> **Your objective**
Please reproduce the entries that follow, keeping each word intact.

> **Provided data**
== Segment start ==
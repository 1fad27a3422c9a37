//! Project layout and helpfile corpus discovery
//!
//! A project is the documentation site checkout: it owns the configuration,
//! the upstream helpfile directory, the lookup artifact and the output pages.

mod config;

pub use config::{FallbackDocs, HelpdocsConfig, CONFIG_FILE};

use crate::error::HelpdocsError;
use anyhow::Result;
use std::path::{Path, PathBuf};

/// A documentation site project rooted at a directory
pub struct Project {
    /// Path to the project root
    root: PathBuf,
    /// Project configuration
    config: HelpdocsConfig,
}

impl Project {
    /// Open the project at the given path, reading `helpdocs.toml` if present
    pub fn open<P: AsRef<Path>>(path: P) -> Result<Self> {
        let root = path.as_ref().to_path_buf();
        let config = HelpdocsConfig::load_or_default(&root)?;
        Ok(Self { root, config })
    }

    /// Build a project from an explicit configuration
    pub fn with_config<P: AsRef<Path>>(path: P, config: HelpdocsConfig) -> Self {
        Self {
            root: path.as_ref().to_path_buf(),
            config,
        }
    }

    /// Get the project root path
    pub fn root(&self) -> &Path {
        &self.root
    }

    /// Get the project configuration
    pub fn config(&self) -> &HelpdocsConfig {
        &self.config
    }

    /// Directory holding the upstream helpfiles
    pub fn source_dir(&self) -> PathBuf {
        self.root.join(&self.config.source_dir)
    }

    /// Directory converted pages are written to
    pub fn output_dir(&self) -> PathBuf {
        self.root.join(&self.config.output_dir)
    }

    /// Path of the lookup artifact
    pub fn mapping_path(&self) -> PathBuf {
        self.root.join(&self.config.mapping_path)
    }
}

/// A markdown file found in the source directory
#[derive(Debug, Clone, PartialEq, Eq)]
pub struct SourceFile {
    /// Full path to the file
    pub path: PathBuf,
    /// Bare file name, e.g. `pennflag.md`
    pub file_name: String,
}

impl SourceFile {
    /// Document key derived from the file name, e.g. `pennflag`
    pub fn key(&self) -> &str {
        document_key(&self.file_name)
    }
}

/// Strip the markdown extension from a file name
pub fn document_key(file_name: &str) -> &str {
    file_name.strip_suffix(".md").unwrap_or(file_name)
}

/// List the `*.md` files directly inside `dir`, sorted by name
///
/// Fails with [`HelpdocsError::MissingDirectory`] when `dir` is absent. An
/// existing directory with no markdown files yields an empty list.
pub fn list_markdown(dir: &Path) -> Result<Vec<SourceFile>> {
    if !dir.is_dir() {
        return Err(HelpdocsError::MissingDirectory {
            path: dir.to_path_buf(),
        }
        .into());
    }

    let mut files = Vec::new();

    for entry in walkdir::WalkDir::new(dir)
        .min_depth(1)
        .max_depth(1)
        .sort_by_file_name()
    {
        let entry = entry?;
        if !entry.file_type().is_file() {
            continue;
        }

        let Some(name) = entry.file_name().to_str() else {
            continue;
        };

        if name.ends_with(".md") {
            files.push(SourceFile {
                path: entry.path().to_path_buf(),
                file_name: name.to_string(),
            });
        }
    }

    Ok(files)
}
== Segment end ==
> **Solution**
repository 1fad27a3422c9a37
//! Project layout and helpfile corpus discovery
//!
//! A project is the documentation site checkout: it owns the configuration,
//! the upstream helpfile directory, the lookup artifact and the output pages.

mod config;

pub use config::{FallbackDocs, HelpdocsConfig, CONFIG_FILE};

use crate::error::HelpdocsError;
use anyhow::Result;
use std::path::{Path, PathBuf};

/// A documentation site project rooted at a directory
pub struct Project {
    /// Path to the project root
    root: PathBuf,
    /// Project configuration
    config: HelpdocsConfig,
}

impl Project {
    /// Open the project at the given path, reading `helpdocs.toml` if present
    pub fn open<P: AsRef<Path>>(path: P) -> Result<Self> {
        let root = path.as_ref().to_path_buf();
        let config = HelpdocsConfig::load_or_default(&root)?;
        Ok(Self { root, config })
    }

    /// Build a project from an explicit configuration
    pub fn with_config<P: AsRef<Path>>(path: P, config: HelpdocsConfig) -> Self {
        Self {
            root: path.as_ref().to_path_buf(),
            config,
        }
    }

    /// Get the project root path
    pub fn root(&self) -> &Path {
        &self.root
    }

    /// Get the project configuration
    pub fn config(&self) -> &HelpdocsConfig {
        &self.config
    }

    /// Directory holding the upstream helpfiles
    pub fn source_dir(&self) -> PathBuf {
        self.root.join(&self.config.source_dir)
    }

    /// Directory converted pages are written to
    pub fn output_dir(&self) -> PathBuf {
        self.root.join(&self.config.output_dir)
    }

    /// Path of the lookup artifact
    pub fn mapping_path(&self) -> PathBuf {
        self.root.join(&self.config.mapping_path)
    }
}

/// A markdown file found in the source directory
#[derive(Debug, Clone, PartialEq, Eq)]
pub struct SourceFile {
    /// Full path to the file
    pub path: PathBuf,
    /// Bare file name, e.g. `pennflag.md`
    pub file_name: String,
}

impl SourceFile {
    /// Document key derived from the file name, e.g. `pennflag`
    pub fn key(&self) -> &str {
        document_key(&self.file_name)
    }
}

/// Strip the markdown extension from a file name
pub fn document_key(file_name: &str) -> &str {
    file_name.strip_suffix(".md").unwrap_or(file_name)
}

/// List the `*.md` files directly inside `dir`, sorted by name
///
/// Fails with [`HelpdocsError::MissingDirectory`] when `dir` is absent. An
/// existing directory with no markdown files yields an empty list.
pub fn list_markdown(dir: &Path) -> Result<Vec<SourceFile>> {
    if !dir.is_dir() {
        return Err(HelpdocsError::MissingDirectory {
            path: dir.to_path_buf(),
        }
        .into());
    }

    let mut files = Vec::new();

    for entry in walkdir::WalkDir::new(dir)
        .min_depth(1)
        .max_depth(1)
        .sort_by_file_name()
    {
        let entry = entry?;
        if !entry.file_type().is_file() {
            continue;
        }

        let Some(name) = entry.file_name().to_str() else {
            continue;
        };

        if name.ends_with(".md") {
            files.push(SourceFile {
                path: entry.path().to_path_buf(),
                file_name: name.to_string(),
            });
        }
    }

    Ok(files)
}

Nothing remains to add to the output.